What is the number of lines below that include "distance"? Give that number alone.

RECORDS SUPPLIED:
§ §

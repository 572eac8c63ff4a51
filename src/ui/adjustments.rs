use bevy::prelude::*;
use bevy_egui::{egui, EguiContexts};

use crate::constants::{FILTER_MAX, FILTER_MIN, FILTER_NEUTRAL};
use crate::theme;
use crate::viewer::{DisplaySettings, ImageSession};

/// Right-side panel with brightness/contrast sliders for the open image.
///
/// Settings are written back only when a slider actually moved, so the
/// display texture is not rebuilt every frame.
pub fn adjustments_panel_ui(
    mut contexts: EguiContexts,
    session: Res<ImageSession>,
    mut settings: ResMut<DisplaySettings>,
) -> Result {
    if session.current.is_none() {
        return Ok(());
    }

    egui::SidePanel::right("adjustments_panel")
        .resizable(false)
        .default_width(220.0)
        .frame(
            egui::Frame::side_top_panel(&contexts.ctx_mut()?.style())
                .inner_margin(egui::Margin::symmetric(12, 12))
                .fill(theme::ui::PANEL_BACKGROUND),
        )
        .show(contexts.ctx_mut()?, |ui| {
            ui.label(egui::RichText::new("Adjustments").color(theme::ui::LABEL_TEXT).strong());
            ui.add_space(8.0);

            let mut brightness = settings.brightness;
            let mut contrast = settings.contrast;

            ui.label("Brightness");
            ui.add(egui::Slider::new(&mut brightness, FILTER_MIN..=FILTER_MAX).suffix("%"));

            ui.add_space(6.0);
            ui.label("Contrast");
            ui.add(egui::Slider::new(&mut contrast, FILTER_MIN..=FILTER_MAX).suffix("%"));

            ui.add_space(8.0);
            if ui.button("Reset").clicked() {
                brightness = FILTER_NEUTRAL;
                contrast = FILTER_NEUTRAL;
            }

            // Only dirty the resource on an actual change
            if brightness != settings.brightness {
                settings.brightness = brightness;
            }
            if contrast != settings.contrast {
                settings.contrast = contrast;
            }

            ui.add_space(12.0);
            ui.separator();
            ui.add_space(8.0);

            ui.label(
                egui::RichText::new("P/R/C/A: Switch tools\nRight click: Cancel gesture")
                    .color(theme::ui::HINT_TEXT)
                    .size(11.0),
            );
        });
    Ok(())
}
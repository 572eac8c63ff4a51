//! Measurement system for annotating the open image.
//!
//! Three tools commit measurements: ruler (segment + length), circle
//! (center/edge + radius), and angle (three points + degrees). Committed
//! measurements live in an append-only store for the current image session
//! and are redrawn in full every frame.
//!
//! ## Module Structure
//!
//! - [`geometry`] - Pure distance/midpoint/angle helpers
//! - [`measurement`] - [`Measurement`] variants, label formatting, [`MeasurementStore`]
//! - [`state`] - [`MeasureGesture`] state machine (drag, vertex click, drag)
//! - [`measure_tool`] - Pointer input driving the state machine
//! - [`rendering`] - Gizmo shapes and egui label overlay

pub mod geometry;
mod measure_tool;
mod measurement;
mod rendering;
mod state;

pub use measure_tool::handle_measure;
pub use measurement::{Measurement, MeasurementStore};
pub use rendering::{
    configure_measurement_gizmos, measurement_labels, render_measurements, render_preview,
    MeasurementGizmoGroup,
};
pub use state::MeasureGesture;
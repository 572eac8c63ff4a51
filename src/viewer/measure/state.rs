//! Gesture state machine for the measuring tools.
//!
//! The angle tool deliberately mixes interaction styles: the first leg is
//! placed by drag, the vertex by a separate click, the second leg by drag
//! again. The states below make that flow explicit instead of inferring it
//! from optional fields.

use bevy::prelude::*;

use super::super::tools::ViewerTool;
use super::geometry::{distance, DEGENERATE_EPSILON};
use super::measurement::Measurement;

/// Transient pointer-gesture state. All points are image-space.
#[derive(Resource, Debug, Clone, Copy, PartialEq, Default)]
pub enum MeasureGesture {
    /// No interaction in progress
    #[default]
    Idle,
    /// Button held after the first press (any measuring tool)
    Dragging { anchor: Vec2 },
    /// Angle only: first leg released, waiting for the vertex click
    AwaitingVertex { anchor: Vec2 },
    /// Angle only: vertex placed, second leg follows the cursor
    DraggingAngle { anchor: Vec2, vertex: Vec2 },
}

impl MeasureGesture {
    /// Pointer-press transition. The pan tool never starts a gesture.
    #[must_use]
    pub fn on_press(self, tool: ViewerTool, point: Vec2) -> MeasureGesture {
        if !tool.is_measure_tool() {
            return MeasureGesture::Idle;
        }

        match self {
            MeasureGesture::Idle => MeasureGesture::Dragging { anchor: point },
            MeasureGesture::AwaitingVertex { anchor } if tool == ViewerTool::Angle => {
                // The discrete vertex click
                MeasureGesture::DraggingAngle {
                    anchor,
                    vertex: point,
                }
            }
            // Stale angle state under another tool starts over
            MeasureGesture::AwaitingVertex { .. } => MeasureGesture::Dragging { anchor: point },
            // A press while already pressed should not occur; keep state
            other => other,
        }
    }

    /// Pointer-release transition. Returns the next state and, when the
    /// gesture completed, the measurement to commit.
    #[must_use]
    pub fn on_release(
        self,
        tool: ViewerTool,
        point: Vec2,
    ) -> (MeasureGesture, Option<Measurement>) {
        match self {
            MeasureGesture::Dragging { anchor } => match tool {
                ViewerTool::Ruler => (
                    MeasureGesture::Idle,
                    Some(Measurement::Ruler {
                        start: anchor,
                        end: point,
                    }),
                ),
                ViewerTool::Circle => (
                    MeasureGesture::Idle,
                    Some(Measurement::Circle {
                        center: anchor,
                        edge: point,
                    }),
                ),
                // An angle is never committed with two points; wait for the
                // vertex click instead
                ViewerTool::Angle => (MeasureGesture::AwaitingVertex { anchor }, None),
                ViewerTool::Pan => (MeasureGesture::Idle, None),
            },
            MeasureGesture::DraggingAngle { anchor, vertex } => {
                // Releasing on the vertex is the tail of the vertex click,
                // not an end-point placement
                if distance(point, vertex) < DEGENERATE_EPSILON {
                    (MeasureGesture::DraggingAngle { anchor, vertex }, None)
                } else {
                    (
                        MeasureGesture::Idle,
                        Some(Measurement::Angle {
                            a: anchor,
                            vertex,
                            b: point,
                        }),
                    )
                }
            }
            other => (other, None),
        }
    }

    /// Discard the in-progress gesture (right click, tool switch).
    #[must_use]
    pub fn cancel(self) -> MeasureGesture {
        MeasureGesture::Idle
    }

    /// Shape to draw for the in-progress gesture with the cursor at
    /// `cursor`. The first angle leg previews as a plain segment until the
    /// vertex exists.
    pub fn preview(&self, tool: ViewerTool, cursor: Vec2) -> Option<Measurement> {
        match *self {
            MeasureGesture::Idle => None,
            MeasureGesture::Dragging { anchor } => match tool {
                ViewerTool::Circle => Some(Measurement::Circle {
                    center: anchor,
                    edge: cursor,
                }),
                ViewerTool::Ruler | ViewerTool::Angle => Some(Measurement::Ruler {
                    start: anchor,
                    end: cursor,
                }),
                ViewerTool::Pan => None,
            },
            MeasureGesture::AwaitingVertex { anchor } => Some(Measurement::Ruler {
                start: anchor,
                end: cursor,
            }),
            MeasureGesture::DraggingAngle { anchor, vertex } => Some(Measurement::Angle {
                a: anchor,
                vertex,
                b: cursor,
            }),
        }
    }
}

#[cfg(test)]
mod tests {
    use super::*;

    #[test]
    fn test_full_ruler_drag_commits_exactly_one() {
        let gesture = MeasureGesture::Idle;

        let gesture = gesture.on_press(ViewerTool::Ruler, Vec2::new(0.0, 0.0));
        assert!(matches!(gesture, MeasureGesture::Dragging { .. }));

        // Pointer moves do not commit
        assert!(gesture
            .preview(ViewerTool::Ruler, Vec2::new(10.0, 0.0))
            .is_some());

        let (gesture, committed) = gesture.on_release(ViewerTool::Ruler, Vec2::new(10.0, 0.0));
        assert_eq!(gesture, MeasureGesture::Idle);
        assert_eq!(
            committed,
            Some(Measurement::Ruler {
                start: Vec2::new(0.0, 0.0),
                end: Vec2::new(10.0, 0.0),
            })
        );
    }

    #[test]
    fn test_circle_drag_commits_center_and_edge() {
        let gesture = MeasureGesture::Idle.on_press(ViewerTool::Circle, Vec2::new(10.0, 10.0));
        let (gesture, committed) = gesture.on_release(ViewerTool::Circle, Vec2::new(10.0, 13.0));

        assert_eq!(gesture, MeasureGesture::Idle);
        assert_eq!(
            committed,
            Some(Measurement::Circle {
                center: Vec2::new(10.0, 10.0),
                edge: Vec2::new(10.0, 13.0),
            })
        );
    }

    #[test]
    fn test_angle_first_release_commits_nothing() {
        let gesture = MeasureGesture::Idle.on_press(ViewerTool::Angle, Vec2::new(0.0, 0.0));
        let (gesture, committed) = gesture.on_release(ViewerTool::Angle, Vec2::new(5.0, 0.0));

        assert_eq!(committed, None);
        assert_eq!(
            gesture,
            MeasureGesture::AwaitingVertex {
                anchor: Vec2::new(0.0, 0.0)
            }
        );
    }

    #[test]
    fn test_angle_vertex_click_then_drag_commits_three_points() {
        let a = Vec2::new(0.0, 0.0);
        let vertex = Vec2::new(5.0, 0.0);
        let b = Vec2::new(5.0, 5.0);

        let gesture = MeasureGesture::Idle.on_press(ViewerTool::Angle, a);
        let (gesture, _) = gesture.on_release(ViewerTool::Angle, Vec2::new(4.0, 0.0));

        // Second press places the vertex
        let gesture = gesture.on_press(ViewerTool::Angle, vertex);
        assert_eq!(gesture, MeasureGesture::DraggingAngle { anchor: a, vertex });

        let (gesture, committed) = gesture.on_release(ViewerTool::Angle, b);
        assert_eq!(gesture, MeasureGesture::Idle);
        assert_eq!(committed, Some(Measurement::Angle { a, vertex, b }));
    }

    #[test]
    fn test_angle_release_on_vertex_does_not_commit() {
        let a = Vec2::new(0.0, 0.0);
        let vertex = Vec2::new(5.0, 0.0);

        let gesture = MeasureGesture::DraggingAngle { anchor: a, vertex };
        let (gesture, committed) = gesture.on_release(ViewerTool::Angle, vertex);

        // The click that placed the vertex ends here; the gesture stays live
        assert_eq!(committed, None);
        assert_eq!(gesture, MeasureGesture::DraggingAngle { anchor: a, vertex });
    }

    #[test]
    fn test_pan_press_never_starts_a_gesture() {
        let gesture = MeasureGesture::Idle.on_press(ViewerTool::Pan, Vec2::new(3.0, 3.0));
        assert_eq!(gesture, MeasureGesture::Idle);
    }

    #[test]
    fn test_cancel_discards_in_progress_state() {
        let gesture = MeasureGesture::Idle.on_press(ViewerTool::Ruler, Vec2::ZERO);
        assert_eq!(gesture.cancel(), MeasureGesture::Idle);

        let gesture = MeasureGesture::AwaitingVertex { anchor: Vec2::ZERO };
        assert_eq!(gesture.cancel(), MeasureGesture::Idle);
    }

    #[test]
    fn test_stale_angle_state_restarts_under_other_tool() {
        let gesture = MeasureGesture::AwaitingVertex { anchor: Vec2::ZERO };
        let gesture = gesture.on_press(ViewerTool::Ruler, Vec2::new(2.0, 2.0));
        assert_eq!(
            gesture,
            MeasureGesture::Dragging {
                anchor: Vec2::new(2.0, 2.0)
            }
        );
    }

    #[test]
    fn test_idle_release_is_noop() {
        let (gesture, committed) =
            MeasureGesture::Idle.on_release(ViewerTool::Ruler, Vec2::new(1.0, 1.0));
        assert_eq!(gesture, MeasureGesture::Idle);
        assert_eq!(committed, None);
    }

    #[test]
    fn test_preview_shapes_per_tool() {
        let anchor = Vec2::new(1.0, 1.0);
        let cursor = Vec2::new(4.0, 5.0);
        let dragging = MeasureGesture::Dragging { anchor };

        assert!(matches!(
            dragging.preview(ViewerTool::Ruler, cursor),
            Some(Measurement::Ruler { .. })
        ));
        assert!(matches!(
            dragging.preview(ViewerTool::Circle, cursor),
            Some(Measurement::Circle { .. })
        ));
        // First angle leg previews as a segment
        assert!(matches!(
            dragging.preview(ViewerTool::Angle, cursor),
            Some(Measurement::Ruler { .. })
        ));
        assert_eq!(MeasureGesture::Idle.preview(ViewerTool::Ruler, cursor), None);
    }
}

§ §

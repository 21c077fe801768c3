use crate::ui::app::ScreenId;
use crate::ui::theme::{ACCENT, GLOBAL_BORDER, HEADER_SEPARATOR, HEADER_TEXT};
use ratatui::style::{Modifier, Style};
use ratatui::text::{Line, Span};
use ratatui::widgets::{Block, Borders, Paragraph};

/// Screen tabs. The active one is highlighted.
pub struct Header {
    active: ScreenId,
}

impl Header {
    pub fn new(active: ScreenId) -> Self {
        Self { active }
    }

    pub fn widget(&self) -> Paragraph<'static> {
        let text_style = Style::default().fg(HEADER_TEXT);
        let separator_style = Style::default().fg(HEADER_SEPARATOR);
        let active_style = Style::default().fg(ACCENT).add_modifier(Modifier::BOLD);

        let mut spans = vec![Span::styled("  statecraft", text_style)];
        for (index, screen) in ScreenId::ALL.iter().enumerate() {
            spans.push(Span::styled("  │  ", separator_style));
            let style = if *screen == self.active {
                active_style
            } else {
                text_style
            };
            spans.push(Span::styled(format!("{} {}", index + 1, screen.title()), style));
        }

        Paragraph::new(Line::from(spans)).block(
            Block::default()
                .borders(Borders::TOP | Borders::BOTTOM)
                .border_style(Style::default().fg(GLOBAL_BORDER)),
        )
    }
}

§ §

YOUR SOLUTION: 3